Central Kitsap attorney and businessman John Wesley Johnson is a lot like the performer with 10 plates spinning at the same time. A multitasker extraordinaire, he’s been one busy guy his entire life.

Johnson practiced law with Sherrard McGonagle, Green & Johnson in Poulsbo and Bainbridge Island, specializing in business and real estate affairs. On the side and on his own dime, Johnson has worked as a human rights lawyer with an organization called Advocates International in Washington, D.C., after taking a two-year sabbatical from his law firm to go to the Eastern European nation of Albania as general counsel of the nonprofit organization.

In that newly developing country still emerging from the iron grip of Communist rule, he helped Albania’s Supreme Court through its growing pains toward becoming a valued and trusted government institution.

But it wasn’t until war broke out in Ukraine that the self-effacing Johnson made a spur-of-the-moment decision toward making a difference in that nation in crisis. When his church, Peninsula Bible Fellowship, raised $30,000 as an Easter offering for the relief organization Convoy of Hope’s work in Ukraine, Johnson — a self-described “missionary kid” who grew up in South Africa during its apartheid years — decided to give himself a 65th-year-old birthday present: a trip to the war-torn nation so he could make a difference by helping refugees.

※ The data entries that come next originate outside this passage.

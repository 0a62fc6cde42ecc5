// Binary buffers travel as standard base64 strings inside the JSON lines.

use base64::engine::general_purpose::STANDARD;
use base64::Engine as _;
use serde::{Deserialize, Deserializer, Serializer};

pub(crate) fn serialize<S: Serializer>(bytes: &[u8], serializer: S) -> Result<S::Ok, S::Error> {
    serializer.serialize_str(&STANDARD.encode(bytes))
}

pub(crate) fn deserialize<'de, D: Deserializer<'de>>(deserializer: D) -> Result<Box<[u8]>, D::Error> {
    let encoded = String::deserialize(deserializer)?;
    STANDARD
        .decode(encoded.as_bytes())
        .map(Vec::into_boxed_slice)
        .map_err(serde::de::Error::custom)
}

pub(crate) fn encode(bytes: &[u8]) -> String {
    STANDARD.encode(bytes)
}
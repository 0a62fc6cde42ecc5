//! Out-of-process transcode worker.
//!
//! The module is loaded on the first request, shared by every request after
//! that, and driven over JSON lines on stdin/stdout.

pub mod gateway;
pub mod init_state;
pub mod progress;
pub mod sink;
pub mod transcoder;
pub mod worker_main;

pub use gateway::{Gateway, GatewayError, RequestOutcome};
pub use init_state::{InitCell, InitPhase};
pub use progress::{ProgressReporter, StageProgress};
pub use sink::ResponseSink;
pub use transcoder::{LoadError, ModuleLoader, TranscodeError, Transcoder};
pub use worker_main::{run_worker, serve, write_response, ServeSummary};
//! Concrete processing modules the worker can load at runtime.

pub mod wasm;

pub use wasm::{ModuleSource, WasmModuleLoader, WasmTranscoder};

“I’ve been really interested in what has been happening in Ukraine because of the experiences I’ve had in Eastern Europe,” Johnson said during a Saturday interview at his Silverdale law firm’s office. “The Ukrainians have been really struggling to be free and to not be controlled by corruption.”

The businessman and philanthropist said he’s always had a sense of wanderlust and an interest in helping others. He was inspired partly by Ukraine’s Maidan — or “Orange” — Revolution in 2014 in which at least 200 people died during that nation’s struggle to free itself from Moscow’s political control, a fight that lasted about 90 days.

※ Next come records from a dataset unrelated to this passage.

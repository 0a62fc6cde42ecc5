//! Progress callback handed to the processing module.

use std::sync::atomic::{AtomicU64, Ordering};
use std::sync::Arc;

use transcode_worker_types::Response;

use super::sink::ResponseSink;

/// Overall total used when a request is split into stages.
pub const STAGE_TOTAL: u64 = 100;

/// Stands for "nothing reported yet".
const NO_POSITION: u64 = u64::MAX;

/// Sends a `Progress` response for every report, right away.
///
/// Repeated reports of the same position are dropped unless dedupe is turned
/// off; modules tend to report the same position many times in tight loops.
/// Clones, and the stages made from them, share the last reported position,
/// so a stage that starts where the previous one ended does not repeat it.
#[derive(Clone)]
pub struct ProgressReporter {
    sink: Arc<dyn ResponseSink>,
    last_position: Arc<AtomicU64>,
    dedupe: bool,
}

impl std::fmt::Debug for ProgressReporter {
    fn fmt(&self, f: &mut std::fmt::Formatter<'_>) -> std::fmt::Result {
        let last = self.last_position.load(Ordering::Relaxed);
        f.debug_struct("ProgressReporter")
            .field("last_position", &(last != NO_POSITION).then_some(last))
            .field("dedupe", &self.dedupe)
            .finish_non_exhaustive()
    }
}

impl ProgressReporter {
    pub fn new(sink: Arc<dyn ResponseSink>) -> Self {
        Self {
            sink,
            last_position: Arc::new(AtomicU64::new(NO_POSITION)),
            dedupe: true,
        }
    }

    pub fn with_dedupe(mut self, dedupe: bool) -> Self {
        self.dedupe = dedupe;
        self
    }

    pub fn report(&self, current: u64, total: u64) {
        let previous = self.last_position.swap(current, Ordering::AcqRel);
        if self.dedupe && previous == current {
            return;
        }
        self.sink.post(Response::progress(current, total));
    }

    /// Reporter for one stage of a longer job. The stage's own
    /// `(current, total)` lands in `from..=to` of [`STAGE_TOTAL`].
    pub fn stage(&self, from: u64, to: u64) -> StageProgress {
        StageProgress {
            overall: self.clone(),
            from,
            to: to.max(from),
        }
    }
}

/// See [`ProgressReporter::stage`].
#[derive(Debug, Clone)]
pub struct StageProgress {
    overall: ProgressReporter,
    from: u64,
    to: u64,
}

impl StageProgress {
    pub fn report(&self, current: u64, total: u64) {
        let position = if total == 0 {
            self.from
        } else {
            let span = self.to - self.from;
            self.from
                .saturating_add(current.saturating_mul(span) / total)
        };
        self.overall.report(position, STAGE_TOTAL);
    }
}

#[cfg(test)]
mod tests {
    use super::*;
    use tokio::sync::mpsc;

    fn reporter() -> (ProgressReporter, mpsc::UnboundedReceiver<Response>) {
        let (tx, rx) = mpsc::unbounded_channel();
        (ProgressReporter::new(Arc::new(tx)), rx)
    }

    fn drain(rx: &mut mpsc::UnboundedReceiver<Response>) -> Vec<(u64, u64)> {
        let mut events = Vec::new();
        while let Ok(response) = rx.try_recv() {
            match response {
                Response::Progress(event) => events.push((event.current, event.total)),
                other => panic!("unexpected response {other:?}"),
            }
        }
        events
    }

    #[test]
    fn test_reports_in_order() {
        let (progress, mut rx) = reporter();
        progress.report(1, 2);
        progress.report(2, 2);
        assert_eq!(drain(&mut rx), vec![(1, 2), (2, 2)]);
    }

    #[test]
    fn test_repeated_position_is_dropped() {
        let (progress, mut rx) = reporter();
        progress.report(5, 10);
        progress.report(5, 10);
        progress.report(6, 10);
        progress.report(5, 10);
        assert_eq!(drain(&mut rx), vec![(5, 10), (6, 10), (5, 10)]);
    }

    #[test]
    fn test_dedupe_can_be_disabled() {
        let (progress, mut rx) = reporter();
        let progress = progress.with_dedupe(false);
        progress.report(3, 4);
        progress.report(3, 4);
        assert_eq!(drain(&mut rx), vec![(3, 4), (3, 4)]);
    }

    #[test]
    fn test_stage_maps_into_range() {
        let (progress, mut rx) = reporter();
        let decode = progress.stage(0, 33);
        decode.report(0, 10);
        decode.report(5, 10);
        decode.report(10, 10);
        let resample = progress.stage(34, 67);
        resample.report(1, 2);
        assert_eq!(
            drain(&mut rx),
            vec![(0, 100), (16, 100), (33, 100), (50, 100)]
        );
    }

    #[test]
    fn test_next_stage_does_not_repeat_boundary() {
        let (progress, mut rx) = reporter();
        progress.stage(0, 33).report(1, 1);
        let encode = progress.stage(33, 100);
        encode.report(0, 4);
        encode.report(2, 4);
        // Reports through the parent see the stage's position too.
        progress.report(66, STAGE_TOTAL);
        assert_eq!(drain(&mut rx), vec![(33, 100), (66, 100)]);
    }

    #[test]
    fn test_stage_with_zero_total_reports_start() {
        let (progress, mut rx) = reporter();
        progress.stage(68, 85).report(3, 0);
        assert_eq!(drain(&mut rx), vec![(68, 100)]);
    }
}
use std::path::PathBuf;

use anyhow::Context;
use clap::Parser;
use log::error;

use transcode_worker::config::{load_config, WorkerConfig};
use transcode_worker::logger::init_logging;
use transcode_worker::worker::run_worker;

/// Transcoding worker process. Reads `{"buffer": "<base64>"}` lines on
/// stdin and writes progress, result and error lines on stdout.
#[derive(Parser, Debug)]
#[command(name = "transcode_worker", version, about)]
struct Cli {
    /// Compiled WebAssembly transcoding module
    #[arg(long)]
    module: Option<PathBuf>,

    /// JSON configuration file; flags override its values
    #[arg(long)]
    config: Option<PathBuf>,

    /// Log level (error, warn, info, debug, trace, off)
    #[arg(long)]
    log_level: Option<String>,

    /// Also append logs to this file
    #[arg(long)]
    log_file: Option<PathBuf>,
}

impl Cli {
    fn into_config(self) -> anyhow::Result<WorkerConfig> {
        let mut config = match &self.config {
            Some(path) => load_config(path)?,
            None => WorkerConfig::default(),
        };
        if let Some(module) = self.module {
            config.module_path = Some(module);
        }
        if let Some(level) = self.log_level {
            config.log_level = level;
        }
        if let Some(file) = self.log_file {
            config.log_file = Some(file);
        }
        Ok(config)
    }
}

fn main() -> anyhow::Result<()> {
    let config = Cli::parse().into_config()?;
    init_logging(&config).context("failed to initialize logging")?;

    if let Err(e) = run_worker(&config) {
        error!("[WORKER] Fatal: {e:#}");
        return Err(e);
    }
    Ok(())
}

#[cfg(test)]
mod tests {
    use super::*;

    #[test]
    fn test_flags_override_defaults() {
        let cli = Cli::parse_from([
            "transcode_worker",
            "--module",
            "codec.wasm",
            "--log-level",
            "debug",
        ]);
        let config = cli.into_config().unwrap();
        assert_eq!(config.module_path.as_deref(), Some(std::path::Path::new("codec.wasm")));
        assert_eq!(config.log_level, "debug");
        assert!(config.log_file.is_none());
        assert!(config.dedupe_progress);
    }

    #[test]
    fn test_missing_config_file_is_an_error() {
        let cli = Cli::parse_from(["transcode_worker", "--config", "/nonexistent/worker.json"]);
        assert!(cli.into_config().is_err());
    }
}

“Their courage and determination to look to Europe as a beacon of freedom and to get away from the grip of the Soviet Union and Russia was inspiring,” he said. “Before I left, I had the impression that [the Ukrainians] are willing to fight. They are not going to give up, with or without the support of the European Union (EU). For those reasons, I really wanted to get over there.”

Uncertain as to how he would contribute in his own way, Johnson contacted an old friend from his days serving as general counsel for Advocates International. That’s when the wheels of this journey began to spin.

Johnson’s journey into Odesa

“I flew into Sofia [Bulgaria] on March 17 and spent a couple of days working at a refugee center packing up clothes and food, then putting the bags into microbuses for the drive through Romania and into Ukraine,” he said. “I met a refugee family there and spent some time with them. That’s when I began to understand what those refugees faced.”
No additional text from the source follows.